The records Start Marker

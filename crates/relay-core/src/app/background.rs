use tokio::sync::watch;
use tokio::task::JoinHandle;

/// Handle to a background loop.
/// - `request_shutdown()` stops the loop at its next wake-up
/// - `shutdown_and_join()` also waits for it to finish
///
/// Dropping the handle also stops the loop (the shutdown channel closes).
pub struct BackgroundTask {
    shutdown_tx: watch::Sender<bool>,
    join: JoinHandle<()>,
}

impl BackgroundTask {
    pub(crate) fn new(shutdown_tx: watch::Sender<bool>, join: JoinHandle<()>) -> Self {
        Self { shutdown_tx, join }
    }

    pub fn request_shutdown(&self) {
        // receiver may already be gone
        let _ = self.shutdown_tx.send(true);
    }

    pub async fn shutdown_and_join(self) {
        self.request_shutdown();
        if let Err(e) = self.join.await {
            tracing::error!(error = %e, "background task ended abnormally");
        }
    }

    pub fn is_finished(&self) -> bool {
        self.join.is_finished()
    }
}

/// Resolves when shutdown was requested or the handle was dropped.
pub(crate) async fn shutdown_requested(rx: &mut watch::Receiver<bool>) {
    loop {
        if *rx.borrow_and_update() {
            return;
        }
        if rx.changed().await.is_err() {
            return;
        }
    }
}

The records End Marker
The records Start Marker

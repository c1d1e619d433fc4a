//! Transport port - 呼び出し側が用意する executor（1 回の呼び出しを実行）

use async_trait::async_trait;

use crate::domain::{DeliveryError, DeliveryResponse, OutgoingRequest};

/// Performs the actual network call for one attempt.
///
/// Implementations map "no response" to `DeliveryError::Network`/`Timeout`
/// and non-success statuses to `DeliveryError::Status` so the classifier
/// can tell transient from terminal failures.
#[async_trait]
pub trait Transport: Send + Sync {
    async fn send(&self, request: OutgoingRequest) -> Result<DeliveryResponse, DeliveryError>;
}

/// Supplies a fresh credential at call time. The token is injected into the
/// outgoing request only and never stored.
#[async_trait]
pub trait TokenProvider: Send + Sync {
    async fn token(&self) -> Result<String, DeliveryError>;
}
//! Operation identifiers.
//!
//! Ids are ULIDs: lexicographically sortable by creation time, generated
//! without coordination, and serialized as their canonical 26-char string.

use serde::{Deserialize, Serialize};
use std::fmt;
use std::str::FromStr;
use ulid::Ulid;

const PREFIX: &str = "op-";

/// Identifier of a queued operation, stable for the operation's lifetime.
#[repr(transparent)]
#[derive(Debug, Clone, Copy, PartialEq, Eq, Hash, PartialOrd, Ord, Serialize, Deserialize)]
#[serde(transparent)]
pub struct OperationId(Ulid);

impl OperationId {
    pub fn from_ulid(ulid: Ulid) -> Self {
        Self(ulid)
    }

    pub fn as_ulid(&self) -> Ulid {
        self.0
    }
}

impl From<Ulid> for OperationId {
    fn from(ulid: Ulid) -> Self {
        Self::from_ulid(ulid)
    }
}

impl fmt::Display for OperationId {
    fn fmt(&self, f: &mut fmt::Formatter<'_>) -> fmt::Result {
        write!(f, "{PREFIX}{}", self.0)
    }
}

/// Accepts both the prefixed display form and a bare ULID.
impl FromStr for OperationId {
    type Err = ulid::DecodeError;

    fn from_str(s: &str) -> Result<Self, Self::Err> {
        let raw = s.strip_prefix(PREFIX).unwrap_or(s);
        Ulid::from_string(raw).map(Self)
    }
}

The records End Marker

> [Task goal]
Find the word "await" in the entries, and copy every line it shows up in.

> [Exercise output]
        if let Err(e) = self.join.await {
        if rx.changed().await.is_err() {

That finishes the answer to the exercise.